O Banco da Inglaterra reafirma a prioridade de trazer a inflação de volta para 2%
O presidente do Banco da Inglaterra (BoE), Andrew Bailey, afirmou à Comissão de Assuntos Econômicos da Câmara dos Lordes que o retorno da inflação ao nível-alvo continua sendo a principal prioridade da instituição. Segundo ele, alcançar essa meta é fundamental para preservar e fortalecer a confiança do público na política monetária do banco.
Bailey reconheceu a legitimidade das preocupações dos parlamentares de que, durante grande parte da década de 2020, a inflação no Reino Unido permaneceu persistentemente acima da meta de 2%. Ele destacou que as autoridades precisam exercer maior controle sobre o processo de retorno à estabilidade de preços para demonstrar à população a credibilidade dos objetivos de longo prazo da instituição. O governador também rejeitou categoricamente a proposta defendida por alguns especialistas de elevar formalmente a meta de inflação para 3% como forma de amortecer os efeitos dos recentes choques tarifários.

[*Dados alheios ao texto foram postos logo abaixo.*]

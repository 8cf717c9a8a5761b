//! Agent (application) settings.

// crates.io
use serde_json::Value;
// self
use crate::{
	_prelude::*,
	api::WorkClient,
	http::ApiHttpClient,
	transport::{ApiRequest, TransportErrorMapper},
};

/// `GET agent/get`.
pub fn get(agent_id: i64) -> ApiRequest {
	ApiRequest::get("agent/get").query("agentid", agent_id)
}

/// `POST agent/set`; `settings` must include `agentid`.
pub fn set<T>(settings: &T) -> Result<ApiRequest>
where
	T: ?Sized + Serialize,
{
	ApiRequest::post_json("agent/set", settings)
}

/// `GET agent/list`.
pub fn list() -> ApiRequest {
	ApiRequest::get("agent/list")
}

impl<C, M> WorkClient<C, M>
where
	C: ?Sized + ApiHttpClient,
	M: ?Sized + TransportErrorMapper<C::TransportError>,
{
	/// Fetches an agent's settings.
	pub async fn get_agent(&self, agent_id: i64) -> Result<Value> {
		self.call(get(agent_id)).await
	}

	/// Updates an agent's settings.
	pub async fn set_agent<T>(&self, settings: &T) -> Result<Value>
	where
		T: ?Sized + Serialize,
	{
		self.call(set(settings)?).await
	}

	/// Lists the agents visible to the corp secret.
	pub async fn list_agents(&self) -> Result<Value> {
		self.call(list()).await
	}
}

#[cfg(test)]
mod tests {
	// crates.io
	use serde_json::json;
	// self
	use super::*;
	use crate::transport::ApiMethod;

	#[test]
	fn set_posts_the_settings_verbatim() {
		let request = set(&json!({ "agentid": 5, "report_location_flag": 0 }))
			.expect("JSON settings should serialize.");

		assert_eq!(request.method, ApiMethod::Post);
		assert_eq!(request.path, "agent/set");
		assert_eq!(request.body, Some(json!({ "agentid": 5, "report_location_flag": 0 })));
	}

	#[test]
	fn get_passes_the_agent_id() {
		assert_eq!(get(5).query, vec![("agentid".to_owned(), "5".to_owned())]);
		assert!(list().query.is_empty());
	}
}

Os dados mais recentes indicam uma desaceleração da inflação. Em abril, a inflação ao consumidor no Reino Unido recuou para 2,8%. De acordo com o cenário-base do BoE, esse indicador deverá situar-se em torno de 4% até o final de 2026, assumindo uma redução gradual dos preços internacionais da energia nos próximos meses.

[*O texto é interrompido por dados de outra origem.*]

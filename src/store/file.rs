//! File-backed [`CredentialStore`] that lets several processes share one credential.

// std
use std::{
	fs::{self, File},
	io::Write,
	path::{Path, PathBuf},
};
// self
use crate::{
	_prelude::*,
	auth::{Credential, CredentialScope},
	store::{CredentialStore, StoreError, StoreFuture},
};

type Snapshot = HashMap<CredentialScope, Credential>;

/// Persists credentials to a JSON file and re-reads it on every fetch.
///
/// Writers replace the file atomically (write to a sibling `.tmp`, then rename), so readers in
/// other processes always observe a complete snapshot. Concurrent writers are last-writer-wins.
#[derive(Clone, Debug)]
pub struct FileStore {
	path: PathBuf,
	lock: Arc<Mutex<()>>,
}
impl FileStore {
	/// Opens (or prepares) a store at the provided path.
	///
	/// An existing file is parsed once up front so a corrupt snapshot fails early.
	pub fn open(path: impl Into<PathBuf>) -> Result<Self, StoreError> {
		let path = path.into();

		Self::ensure_parent_exists(&path)?;
		Self::load_snapshot(&path)?;

		Ok(Self { path, lock: Arc::new(Mutex::new(())) })
	}

	/// Location of the snapshot file.
	pub fn path(&self) -> &Path {
		&self.path
	}

	fn load_snapshot(path: &Path) -> Result<Snapshot, StoreError> {
		if !path.exists() {
			return Ok(HashMap::new());
		}

		let bytes = fs::read(path).map_err(|e| StoreError::Backend {
			message: format!("Failed to read {}: {e}", path.display()),
		})?;

		if bytes.is_empty() {
			return Ok(HashMap::new());
		}

		let entries: Vec<Credential> =
			serde_json::from_slice(&bytes).map_err(|e| StoreError::Serialization {
				message: format!("Failed to parse {}: {e}", path.display()),
			})?;

		Ok(entries.into_iter().map(|credential| (credential.scope.clone(), credential)).collect())
	}

	fn ensure_parent_exists(path: &Path) -> Result<(), StoreError> {
		if let Some(parent) = path.parent().filter(|p| !p.as_os_str().is_empty()) {
			fs::create_dir_all(parent).map_err(|e| StoreError::Backend {
				message: format!("Failed to create store directory {}: {e}", parent.display()),
			})?;
		}

		Ok(())
	}

	fn persist(&self, contents: &Snapshot) -> Result<(), StoreError> {
		Self::ensure_parent_exists(&self.path)?;

		let mut entries: Vec<_> = contents.values().collect();

		entries.sort_by(|a, b| a.scope.cmp(&b.scope));

		let serialized =
			serde_json::to_vec_pretty(&entries).map_err(|e| StoreError::Serialization {
				message: format!("Failed to serialize store snapshot: {e}"),
			})?;
		let mut tmp_path = self.path.clone();

		tmp_path.set_extension(format!("{}.tmp", std::process::id()));

		let replaced = Self::write_synced(&tmp_path, &serialized).and_then(|()| {
			fs::rename(&tmp_path, &self.path).map_err(|e| StoreError::Backend {
				message: format!("Failed to replace {}: {e}", self.path.display()),
			})
		});

		// A failed write must not leave the sibling behind.
		if replaced.is_err() {
			let _ = fs::remove_file(&tmp_path);
		}

		replaced
	}

	fn write_synced(path: &Path, bytes: &[u8]) -> Result<(), StoreError> {
		let mut file = File::create(path).map_err(|e| StoreError::Backend {
			message: format!("Failed to create {}: {e}", path.display()),
		})?;

		file.write_all(bytes).map_err(|e| StoreError::Backend {
			message: format!("Failed to write {}: {e}", path.display()),
		})?;
		file.sync_all().map_err(|e| StoreError::Backend {
			message: format!("Failed to sync {}: {e}", path.display()),
		})
	}
}
impl CredentialStore for FileStore {
	fn fetch<'a>(&'a self, scope: &'a CredentialScope) -> StoreFuture<'a, Option<Credential>> {
		Box::pin(async move {
			let _guard = self.lock.lock();
			let mut snapshot = Self::load_snapshot(&self.path)?;

			Ok(snapshot.remove(scope))
		})
	}

	fn save(&self, credential: Credential) -> StoreFuture<'_, ()> {
		Box::pin(async move {
			let _guard = self.lock.lock();
			let mut snapshot = Self::load_snapshot(&self.path)?;

			snapshot.insert(credential.scope.clone(), credential);
			self.persist(&snapshot)
		})
	}
}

A instituição também elaborou um cenário de estresse. Caso os preços globais dos combustíveis retomem sua trajetória de alta e desencadeiem uma reação em cadeia sobre os custos de outras categorias de bens e serviços, a inflação britânica poderá ultrapassar 6% no início de 2027. As autoridades ressaltam, contudo, que mesmo nesse cenário adverso a situação seria significativamente menos grave do que o pico inflacionário registrado em outubro de 2022, quando a inflação no Reino Unido superou 11%.